By Steve Cocheo, Executive Editor at The Financial Brand
Source: thefinancialbrand.com, April 2021
These days it seems like everybody wants to get into banking one way or another, from Google with its Plex project to Walgreens with its 9,000+ store presence. Experts probe why this is happening and if, and how soon, it will begin to hurt traditional players.
One couldn’t blame financial institution executives if they felt like nerds who suddenly found they are “cool.” All sorts of companies want to get into banking in some way.
Some go about it through co-branding or white labeling or making use of a banking as a service relationship. Others might attempt to acquire or originate a bank charter. Or the means could be through an ecosystem play, like Google Plex. Or it might be through a fintech or banking partnership, or some combination.
Drug store giant Walgreens, for example, is launching both a credit card relationship with Synchrony and a debit card relationship with MetaBank. Both moves are part of a phased plan for getting into the banking business via partnerships and expanding those efforts into digital banking accounts. Both programs will tie into the loyalty program Walgreens revamped in late 2020. The intent is to offer banking products digitally as well as through the company’s roughly 9,000 U.S. pharmacy locations.
H&R Block, which in 2015 actually sold a savings bank it owned, wants back in. Initially it has linked its Emerald Card to Apple Pay and Google Pay, to make it digitally active for cardholders. But through a series of future steps, in partnership with MetaBank, the company hopes to provide affordable banking services to millions of underbanked consumers who use its services. While in recent years Block’s financial services have centered on tax refunds, the intent now is to broaden this to a year-round relationship.
Meanwhile, Walmart is building a fintech with partner Ribbit Capital. The retail giant has a patchwork of financial services partnerships and has tried to enter banking directly over the years. The new proposed operation, currently called “Hazel by Walmart,” is the subject of an April 2021 trademark filing with the U.S. Patent Office. In a kitchen-sink list of potential services it could offer, the retailer indicates plans to offer not only many payments services but also financial counseling and planning, a financial portal, and much more.
What Drives Banking/Commerce Evolution (and Why Now)?
Multiple causes are at work here, but a key one is technology.
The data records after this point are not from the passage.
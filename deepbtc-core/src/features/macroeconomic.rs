//! Macro columns on the hourly axis and their correlation with BTC returns.
//!
//! Changes are taken hour over hour on the forward-filled series, so they are
//! zero except on the first hour a new daily close becomes known.

use super::technical::MarketContext;
use super::Columns;
use crate::domain::{TableError, TimeSeriesTable, MACRO_COLUMNS};
use crate::indicators::series::{pct_change, rolling_corr};

pub fn macro_columns(
    aligned: &TimeSeriesTable,
    market: &MarketContext,
    correlation_window: usize,
) -> Result<Columns, TableError> {
    let mut columns: Columns = Vec::with_capacity(MACRO_COLUMNS.len() + 7);
    for name in MACRO_COLUMNS {
        columns.push((name.to_string(), aligned.require(name)?.to_vec()));
    }

    let change = |name: &str| -> Result<Vec<f64>, TableError> {
        Ok(pct_change(aligned.require(name)?, 1))
    };
    let corr = |other: &[f64]| rolling_corr(&market.returns, other, correlation_window);

    let sp500_returns = change("SP500")?;
    let vix_change = change("VIX")?;
    let dxy_change = change("DXY")?;
    let gold_returns = change("GOLD")?;
    let btc_sp500 = corr(&sp500_returns);
    let btc_dxy = corr(&dxy_change);
    let btc_gold = corr(&gold_returns);

    columns.extend([
        ("sp500_returns".into(), sp500_returns),
        ("btc_sp500_correlation".into(), btc_sp500),
        ("vix_change".into(), vix_change),
        ("dxy_change".into(), dxy_change),
        ("btc_dxy_correlation".into(), btc_dxy),
        ("gold_returns".into(), gold_returns),
        ("btc_gold_correlation".into(), btc_gold),
    ]);
    Ok(columns)
}

#[cfg(test)]
mod tests {
    use super::*;
    use crate::indicators::{assert_approx, make_bars, DEFAULT_EPSILON};

    #[test]
    fn column_order_and_correlation() {
        let closes: Vec<f64> = (0..12).map(|i| 100.0 + (i as f64).sin() * 3.0).collect();
        let bars = make_bars(&closes);
        let market = MarketContext::new(&bars);
        let axis = bars.iter().map(|b| b.timestamp).collect();
        let cols = MACRO_COLUMNS
            .iter()
            .map(|&c| {
                let values = match c {
                    "SP500" => closes.clone(),
                    "GOLD" => vec![1800.0; 12],
                    _ => (0..12).map(|i| if i % 2 == 0 { 5.0 } else { 6.0 }).collect(),
                };
                (c, values)
            })
            .collect();
        let table = TimeSeriesTable::from_columns(axis, cols).unwrap();
        let columns = macro_columns(&table, &market, 4).unwrap();

        let names: Vec<&str> = columns.iter().map(|(n, _)| n.as_str()).collect();
        assert_eq!(
            names,
            [
                "SP500",
                "NASDAQ",
                "DXY",
                "GOLD",
                "VIX",
                "sp500_returns",
                "btc_sp500_correlation",
                "vix_change",
                "dxy_change",
                "btc_dxy_correlation",
                "gold_returns",
                "btc_gold_correlation",
            ]
        );
        let get = |name: &str| &columns.iter().find(|(n, _)| n == name).unwrap().1;

        // SP500 moving exactly with BTC
        assert!(get("btc_sp500_correlation")[3].is_nan());
        assert_approx(get("btc_sp500_correlation")[4], 1.0, 1e-9);
        // a flat series has no defined correlation
        assert!(get("btc_gold_correlation").iter().all(|v| v.is_nan()));
        assert_approx(get("vix_change")[1], 0.2, DEFAULT_EPSILON);
    }
}
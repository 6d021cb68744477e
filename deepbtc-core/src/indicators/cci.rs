//! Commodity Channel Index.
//!
//! typical price tp = (high + low + close) / 3
//! CCI = (tp − SMA(tp)) / (0.015 × mean absolute deviation of tp)
//! Lookback: period − 1.

use super::series::{rolling_apply, rolling_mean};
use super::Indicator;
use crate::domain::Bar;

const LAMBERT: f64 = 0.015;

#[derive(Debug, Clone)]
pub struct Cci {
    period: usize,
    name: String,
}

impl Cci {
    pub fn new(period: usize) -> Self {
        assert!(period >= 1, "CCI period must be >= 1");
        Self {
            period,
            name: format!("cci_{period}"),
        }
    }
}

impl Indicator for Cci {
    fn name(&self) -> &str {
        &self.name
    }

    fn lookback(&self) -> usize {
        self.period - 1
    }

    fn compute(&self, bars: &[Bar]) -> Vec<f64> {
        let tp: Vec<f64> = bars.iter().map(Bar::typical_price).collect();
        let mean = rolling_mean(&tp, self.period);
        let mad = rolling_apply(&tp, self.period, |w| {
            let m = w.iter().sum::<f64>() / w.len() as f64;
            w.iter().map(|v| (v - m).abs()).sum::<f64>() / w.len() as f64
        });

        tp.iter()
            .zip(mean.iter().zip(&mad))
            .map(|(&t, (&m, &d))| {
                if d == 0.0 {
                    f64::NAN
                } else {
                    (t - m) / (LAMBERT * d)
                }
            })
            .collect()
    }
}
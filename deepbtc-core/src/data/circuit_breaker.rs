//! Circuit breaker shared by every upstream API.
//!
//! A 403 trips the breaker immediately; `threshold` consecutive failures trip
//! it too. While open, every request is refused until the cooldown expires.

use std::sync::{Mutex, MutexGuard};
use std::time::{Duration, Instant};

#[derive(Debug, Clone, Copy, PartialEq, Eq)]
pub enum BreakerState {
    Closed,
    Open { tripped_at: Instant },
}

#[derive(Debug)]
struct Inner {
    state: BreakerState,
    consecutive_failures: u32,
}

#[derive(Debug)]
pub struct CircuitBreaker {
    inner: Mutex<Inner>,
    cooldown: Duration,
    failure_threshold: u32,
}

impl CircuitBreaker {
    pub fn new(cooldown: Duration, failure_threshold: u32) -> Self {
        Self {
            inner: Mutex::new(Inner {
                state: BreakerState::Closed,
                consecutive_failures: 0,
            }),
            cooldown,
            failure_threshold: failure_threshold.max(1),
        }
    }

    /// 30-minute cooldown, trips after 3 consecutive failures.
    pub fn default_provider() -> Self {
        Self::new(Duration::from_secs(30 * 60), 3)
    }

    fn lock(&self) -> MutexGuard<'_, Inner> {
        // state stays consistent even if a holder panicked
        self.inner.lock().unwrap_or_else(|e| e.into_inner())
    }

    /// Check if requests are currently allowed. Closes the breaker once the
    /// cooldown has elapsed.
    pub fn is_allowed(&self) -> bool {
        let mut inner = self.lock();
        match inner.state {
            BreakerState::Closed => true,
            BreakerState::Open { tripped_at } => {
                if tripped_at.elapsed() >= self.cooldown {
                    inner.state = BreakerState::Closed;
                    inner.consecutive_failures = 0;
                    true
                } else {
                    false
                }
            }
        }
    }

    pub fn record_success(&self) {
        self.lock().consecutive_failures = 0;
    }

    pub fn record_failure(&self) {
        let mut inner = self.lock();
        inner.consecutive_failures += 1;
        if inner.consecutive_failures >= self.failure_threshold {
            inner.state = BreakerState::Open {
                tripped_at: Instant::now(),
            };
        }
    }

    /// Trip immediately (403 Forbidden / IP ban).
    pub fn trip(&self) {
        self.lock().state = BreakerState::Open {
            tripped_at: Instant::now(),
        };
    }

    pub fn state(&self) -> BreakerState {
        self.lock().state
    }

    /// Remaining cooldown time (zero if not tripped).
    pub fn remaining_cooldown(&self) -> Duration {
        match self.lock().state {
            BreakerState::Closed => Duration::ZERO,
            BreakerState::Open { tripped_at } => {
                self.cooldown.saturating_sub(tripped_at.elapsed())
            }
        }
    }
}
//! Exponential Moving Average (EMA) of close.
//!
//! EMA[t] = alpha * close[t] + (1 - alpha) * EMA[t-1], alpha = 2 / (period + 1)
//! Seed: EMA[period-1] = SMA of the first `period` closes.
//! Lookback: period - 1.

use super::series::ema_of_series;
use super::{closes, Indicator};
use crate::domain::Bar;

#[derive(Debug, Clone)]
pub struct Ema {
    period: usize,
    name: String,
}

impl Ema {
    pub fn new(period: usize) -> Self {
        assert!(period >= 1, "EMA period must be >= 1");
        Self {
            period,
            name: format!("ema_{period}"),
        }
    }
}

impl Indicator for Ema {
    fn name(&self) -> &str {
        &self.name
    }

    fn lookback(&self) -> usize {
        self.period - 1
    }

    fn compute(&self, bars: &[Bar]) -> Vec<f64> {
        ema_of_series(&closes(bars), self.period)
    }
}
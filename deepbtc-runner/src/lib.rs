//! DeepBTC Runner: configuration and the operations the CLI dispatches.
//!
//! This crate builds on `deepbtc-core` to provide:
//! - TOML pipeline configuration with defaults and env overrides
//! - Fetch stages (one source, or all sources in order)
//! - Feature engine orchestration (load raw tables, compute, publish)
//! - The feature store (CSV plus an optional Parquet copy)
//! - Data validation reports
//! - The live listener reconnect loop

pub mod config;
pub mod engine;
pub mod feature_store;
pub mod listener;
pub mod pipeline;
pub mod validate;

pub use config::{ConfigError, PipelineConfig};
pub use engine::{load_sources, run_features};
pub use feature_store::{FeatureOutput, FeatureStore};
pub use listener::{listen_with, run_listener, ListenSummary, LogSink};
pub use pipeline::{fetch_all, fetch_one, Fetchers, PipelineError};
pub use validate::{validate_data, ValidationReport};
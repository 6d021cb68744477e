//! Bar: typed view of one market row.

use super::table::{TableError, TimeSeriesTable};
use chrono::NaiveDateTime;
use serde::{Deserialize, Serialize};

/// Column names of the market table, in file order.
pub const OHLCV_COLUMNS: [&str; 5] = ["open", "high", "low", "close", "volume"];

/// Hourly OHLCV bar.
#[derive(Debug, Clone, Copy, PartialEq, Serialize, Deserialize)]
pub struct Bar {
    pub timestamp: NaiveDateTime,
    pub open: f64,
    pub high: f64,
    pub low: f64,
    pub close: f64,
    pub volume: f64,
}

impl Bar {
    /// Returns true if any OHLC field is NaN (void bar).
    pub fn is_void(&self) -> bool {
        self.open.is_nan() || self.high.is_nan() || self.low.is_nan() || self.close.is_nan()
    }

    /// Basic OHLCV sanity check: high >= low, high >= open, high >= close, etc.
    pub fn is_sane(&self) -> bool {
        if self.is_void() {
            return false;
        }
        self.high >= self.low
            && self.high >= self.open
            && self.high >= self.close
            && self.low <= self.open
            && self.low <= self.close
            && self.open > 0.0
            && self.close > 0.0
            && self.volume >= 0.0
    }

    /// Typical price `(high + low + close) / 3`.
    pub fn typical_price(&self) -> f64 {
        (self.high + self.low + self.close) / 3.0
    }
}

/// Read the OHLCV columns of a market table as bars.
pub fn bars_from_table(table: &TimeSeriesTable) -> Result<Vec<Bar>, TableError> {
    let open = table.require("open")?;
    let high = table.require("high")?;
    let low = table.require("low")?;
    let close = table.require("close")?;
    let volume = table.require("volume")?;

    Ok(table
        .timestamps()
        .iter()
        .enumerate()
        .map(|(i, &timestamp)| Bar {
            timestamp,
            open: open[i],
            high: high[i],
            low: low[i],
            close: close[i],
            volume: volume[i],
        })
        .collect())
}

/// Build a market table from bars. Bars must already be in timestamp order.
pub fn bars_to_table(bars: &[Bar]) -> TimeSeriesTable {
    let mut table = TimeSeriesTable::new(bars.iter().map(|b| b.timestamp).collect());
    let columns: [(&str, fn(&Bar) -> f64); 5] = [
        ("open", |b| b.open),
        ("high", |b| b.high),
        ("low", |b| b.low),
        ("close", |b| b.close),
        ("volume", |b| b.volume),
    ];
    for (name, field) in columns {
        table.insert_column_unchecked(name, bars.iter().map(field).collect());
    }
    table
}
“Industries tend to get disrupted when incumbents are heavily reliant on technology and the technology they use is outdated,” says Alyson Clarke, Principal Analyst at Forrester, in an interview with The Financial Brand. She says another factor is that retailers and other nonfinancial firms tend to have more brand appeal than most financial institutions, so as barriers have eroded, new combinations and offerings have centered on those companies.
Digital is Table Stakes:
The attempt to build financial combinations with nonbank players underscores that there’s nothing special about simply being digital anymore. As digitization became standard, it ceased to be a differentiating factor.
Broader trends are also at work. “This stuff is cyclical and the space has never been hotter, so I am not surprised in the slightest that Walgreens and H&R Block is entering it, ” says Scarlett Sieber, Managing Director and Chief Strategy and Innovation Officer at CCG Catalyst Consulting. “We are seeing this move — and it is more pervasive in Europe — of every company becoming a fintech company. I’m not sure every company should be a fintech company.” She says it depends on whether they have a unique value proposition for customers, and if adding banking services benefits them when integrated in a way that is a natural fit to their lives.
Sieber points to the growing movement to create “super apps,” which she sees as a rebundling of existing services. “But not every company or app can be a super app.”
Ron Shevlin, Director of Research at Cornerstone Advisors, suggests that no players are showing all of their cards at any time. He points to Amazon as a company that will test financial services in a limited way, maintaining a corporate poker face, and then bring in a partner or partners to handle a particular activity once the company believes there is potential.
Shevlin says an important wrinkle to notice is that being a consumer’s primary financial account is not in the sights of many newer players. They don’t care. This is important to remember in trying to compete with them.